RECORD SET
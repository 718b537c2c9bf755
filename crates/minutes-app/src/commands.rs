//! Subcommand implementations.

use std::io::Write;
use std::sync::Arc;

use anyhow::{bail, Context};
use chrono::NaiveDate;
use tokio::io::{AsyncBufReadExt, BufReader};

use minutes_api::{ApiClient, ApiError, MeetingInput, MeetingSource};
use minutes_chat::{ChatError, ConversationEngine, Exchange};
use minutes_core::{MeetingDetail, MeetingSummary};
use minutes_session::{SessionManager, SessionStatus};

use crate::cli::{self, Command, ProcessSource};

const LOAD_FAILED: &str = "Failed to load conversation";
const PROCESS_FAILED: &str = "Processing failed";
const HISTORY_FAILED: &str = "Failed to load meetings";

/// Everything a command needs, built once in `main`.
pub struct App {
    pub session: Arc<SessionManager>,
    pub api: ApiClient,
}

impl App {
    pub async fn run(&self, command: Command) -> anyhow::Result<()> {
        match command {
            Command::Login { email, password } => self.login(&email, password).await,
            Command::Register { email, password } => self.register(&email, password).await,
            Command::Logout => {
                self.session.logout();
                println!("Logged out.");
                Ok(())
            }
            Command::Whoami => self.whoami(),
            Command::Ask {
                question,
                meeting,
                date,
            } => self.ask(&question.join(" "), meeting, date).await,
            Command::Chat => self.chat().await,
            Command::History => self.history().await,
            Command::Show { id } => self.show(id).await,
            Command::Process {
                source,
                title,
                date,
            } => self.process(source, title, date).await,
            Command::Memories => self.memories().await,
        }
    }

    // -- Account --

    async fn login(&self, email: &str, password: Option<String>) -> anyhow::Result<()> {
        let password = password_or_prompt(password)?;
        let user = self.session.login(email, &password).await?;
        println!("Logged in as {}.", user.email);
        Ok(())
    }

    async fn register(&self, email: &str, password: Option<String>) -> anyhow::Result<()> {
        let password = password_or_prompt(password)?;
        let user = self.session.register(email, &password).await?;
        println!(
            "Account created for {}. Run `minutes login {}` to sign in.",
            user.email, user.email
        );
        Ok(())
    }

    fn whoami(&self) -> anyhow::Result<()> {
        self.require_credential()?;
        let Some(user) = self.session.identity() else {
            bail!("Not logged in");
        };
        println!("{} (id {})", user.email, user.id);
        if let Some(created) = user.created_at {
            println!("Member since {}", created.format("%Y-%m-%d"));
        }
        Ok(())
    }

    // -- Questions --

    async fn ask(
        &self,
        question: &str,
        meeting: Option<i64>,
        date: Option<NaiveDate>,
    ) -> anyhow::Result<()> {
        self.require_credential()?;
        let engine = self.engine();
        if date.is_some() && meeting.is_some() {
            // The catalog decides whether the meeting falls on the date.
            engine.refresh_meetings().await;
        }
        engine.set_scope(meeting, date);
        if let (Some(requested), None) = (meeting, engine.scope().meeting_id) {
            println!("Meeting {} is not from that day; asking across the day instead.", requested);
        }

        match engine.ask(question).await {
            Ok(Some(exchange)) => {
                print_answer(&exchange);
                Ok(())
            }
            Ok(None) => bail!("Question is empty"),
            Err(e) => Err(chat_failure(e)),
        }
    }

    async fn chat(&self) -> anyhow::Result<()> {
        self.require_credential()?;
        let engine = self.engine();
        engine.refresh_meetings().await;

        println!("Ask about your meetings. Type /help for commands, /quit to leave.");
        let mut lines = BufReader::new(tokio::io::stdin()).lines();
        loop {
            prompt(&scope_label(&engine))?;
            let Some(line) = lines.next_line().await? else {
                break;
            };
            let line = line.trim();
            if line.is_empty() {
                continue;
            }

            if let Some(rest) = line.strip_prefix('/') {
                let (name, arg) = match rest.split_once(char::is_whitespace) {
                    Some((name, arg)) => (name, arg.trim()),
                    None => (rest, ""),
                };
                match name {
                    "quit" | "exit" => break,
                    "help" => print_chat_help(),
                    "date" => chat_set_date(&engine, arg),
                    "meeting" => chat_set_meeting(&engine, arg),
                    "clear" => {
                        engine.clear_scope();
                        println!("Scope cleared.");
                    }
                    "dates" => {
                        let dates = engine.available_dates();
                        if dates.is_empty() {
                            println!("No meetings yet.");
                        }
                        for date in dates {
                            println!("  {}", date);
                        }
                    }
                    "meetings" => {
                        for meeting in engine.meeting_options() {
                            print_meeting_row(&meeting);
                        }
                    }
                    "refresh" => engine.refresh_meetings().await,
                    "transcript" => print!("{}", engine.transcript()),
                    other => println!("Unknown command /{}. Type /help.", other),
                }
                continue;
            }

            match engine.ask(line).await {
                Ok(Some(exchange)) => print_answer(&exchange),
                Ok(None) => {}
                Err(ChatError::RequestFailed(message)) => println!("! {}", message),
                Err(e) => return Err(chat_failure(e)),
            }
        }
        Ok(())
    }

    async fn memories(&self) -> anyhow::Result<()> {
        let token = self.require_credential()?;
        let memories = self
            .api
            .memory_count(&token)
            .await
            .map_err(|e| self.request_failure(e, "Failed to load memory count"))?;
        println!("{} meeting memories stored ({})", memories.count, memories.status);
        Ok(())
    }

    // -- Meetings --

    async fn history(&self) -> anyhow::Result<()> {
        let token = self.require_credential()?;
        let meetings = self
            .api
            .list_meetings(&token)
            .await
            .map_err(|e| self.request_failure(e, HISTORY_FAILED))?;
        if meetings.is_empty() {
            println!("No meetings processed yet.");
        }
        for meeting in &meetings {
            print_meeting_row(meeting);
        }
        Ok(())
    }

    async fn show(&self, id: i64) -> anyhow::Result<()> {
        let token = self.require_credential()?;
        let meeting = self
            .api
            .get_meeting(&token, id)
            .await
            .map_err(|e| self.request_failure(e, LOAD_FAILED))?;
        print_meeting_detail(&meeting);
        Ok(())
    }

    async fn process(
        &self,
        source: ProcessSource,
        title: Option<String>,
        date: Option<NaiveDate>,
    ) -> anyhow::Result<()> {
        let token = self.require_credential()?;
        let source = match source {
            ProcessSource {
                text: Some(path), ..
            } => MeetingSource::Text(
                std::fs::read_to_string(&path)
                    .with_context(|| format!("Failed to read {}", path.display()))?,
            ),
            ProcessSource {
                link: Some(url), ..
            } => MeetingSource::Link(url),
            ProcessSource {
                file: Some(path), ..
            } => MeetingSource::File(path),
            _ => bail!("Meeting input cannot be empty"),
        };
        let mut input = MeetingInput::new(source);
        if let Some(title) = title {
            input = input.with_title(title);
        }
        if let Some(date) = date {
            input = input.with_date(date);
        }

        println!("Processing meeting...");
        let meeting = self
            .api
            .process_meeting(&token, &input)
            .await
            .map_err(|e| {
                if e.is_auth_invalid() {
                    self.session.invalidate();
                    return anyhow::anyhow!("Session expired; log in again");
                }
                tracing::warn!(error = %e, "Meeting processing failed");
                anyhow::anyhow!(e.detail_or_body(PROCESS_FAILED))
            })?;
        print_meeting_detail(&meeting);
        Ok(())
    }

    // -- Private helpers --

    fn engine(&self) -> ConversationEngine {
        ConversationEngine::new(self.session.clone(), self.api.clone())
    }

    fn require_credential(&self) -> anyhow::Result<String> {
        match self.session.credential() {
            Some(token) if self.session.status() == SessionStatus::Authenticated => Ok(token),
            _ => bail!("Not logged in"),
        }
    }

    /// Message for a failed protected request. A rejected credential ends
    /// the session.
    fn request_failure(&self, err: ApiError, fallback: &str) -> anyhow::Error {
        if err.is_auth_invalid() {
            self.session.invalidate();
            return anyhow::anyhow!("Session expired; log in again");
        }
        tracing::warn!(error = %err, "Request failed");
        anyhow::anyhow!(err.detail_or(fallback))
    }
}

fn chat_failure(err: ChatError) -> anyhow::Error {
    match err {
        ChatError::SessionInvalidated => anyhow::anyhow!("Session expired; log in again"),
        ChatError::NotAuthenticated | ChatError::SessionEnded => anyhow::anyhow!("Not logged in"),
        ChatError::RequestFailed(message) => anyhow::anyhow!(message),
    }
}

fn chat_set_date(engine: &ConversationEngine, arg: &str) {
    if arg.is_empty() {
        engine.set_date(None);
        println!("Date filter cleared.");
        return;
    }
    match arg.parse::<NaiveDate>() {
        Ok(date) => {
            let had_meeting = engine.scope().meeting_id.is_some();
            engine.set_date(Some(date));
            if had_meeting && engine.scope().meeting_id.is_none() {
                println!("Meeting selection cleared; it is not from {}.", date);
            }
        }
        Err(_) => println!("Expected a date like 2024-05-01."),
    }
}

fn chat_set_meeting(engine: &ConversationEngine, arg: &str) {
    if arg.is_empty() {
        engine.set_meeting(None);
        println!("Meeting filter cleared.");
        return;
    }
    match arg.parse::<i64>() {
        Ok(id) => engine.set_meeting(Some(id)),
        Err(_) => println!("Expected a meeting id; see /meetings."),
    }
}

fn scope_label(engine: &ConversationEngine) -> String {
    let scope = engine.scope();
    match (scope.meeting_id, scope.date) {
        (None, None) => "all".to_string(),
        (Some(id), None) => format!("meeting {}", id),
        (None, Some(date)) => date.to_string(),
        (Some(id), Some(date)) => format!("{} / meeting {}", date, id),
    }
}

fn prompt(label: &str) -> std::io::Result<()> {
    print!("[{}] > ", label);
    std::io::stdout().flush()
}

fn password_or_prompt(flag: Option<String>) -> anyhow::Result<String> {
    if let Some(password) = cli::resolve_password(flag) {
        return Ok(password);
    }
    prompt("password")?;
    let mut line = String::new();
    std::io::stdin()
        .read_line(&mut line)
        .context("Failed to read password")?;
    let password = line.trim_end_matches(['\r', '\n']).to_string();
    if password.is_empty() {
        bail!("Password is required");
    }
    Ok(password)
}

fn print_chat_help() {
    println!("  /date [YYYY-MM-DD]  limit to one day (no argument clears)");
    println!("  /meeting [ID]       limit to one meeting (no argument clears)");
    println!("  /clear              clear both filters");
    println!("  /dates              list days with meetings");
    println!("  /meetings           list meetings for the selected day");
    println!("  /refresh            reload the meeting list");
    println!("  /transcript         print the conversation so far");
    println!("  /quit               leave");
}

fn print_answer(exchange: &Exchange) {
    println!("{}", exchange.answer);
    if !exchange.sources.is_empty() {
        println!("Sources: {}", exchange.sources.join(", "));
    }
}

fn print_meeting_row(meeting: &MeetingSummary) {
    println!(
        "{:>5}  {}  {}  ({} tasks)",
        meeting.id,
        meeting.date(),
        meeting.display_title(),
        meeting.task_count
    );
}

fn print_meeting_detail(meeting: &MeetingDetail) {
    println!(
        "{} ({})",
        meeting.title.as_deref().unwrap_or("Untitled meeting"),
        meeting.created_at.format("%Y-%m-%d %H:%M")
    );
    if let Some(summary) = &meeting.summary {
        println!("\n{}", summary);
    }
    if !meeting.key_points.is_empty() {
        println!("\nKey points:");
        for point in &meeting.key_points {
            println!("  - {}", point);
        }
    }
    if !meeting.decisions.is_empty() {
        println!("\nDecisions:");
        for decision in &meeting.decisions {
            println!("  - {}", decision);
        }
    }
    if !meeting.tasks.is_empty() {
        println!("\nTasks:");
        for task in &meeting.tasks {
            let owner = task.assigned_to.as_deref().unwrap_or("unassigned");
            match &task.deadline {
                Some(deadline) => {
                    println!("  [{}] {} ({}, due {})", task.status, task.title, owner, deadline)
                }
                None => println!("  [{}] {} ({})", task.status, task.title, owner),
            }
        }
    }
}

ABOUT THIS TASK
Every line above that includes the string "requested" needs to be copied.

TASK OUTPUT
        if let (Some(requested), None) = (meeting, engine.scope().meeting_id) {
            println!("Meeting {} is not from that day; asking across the day instead.", requested);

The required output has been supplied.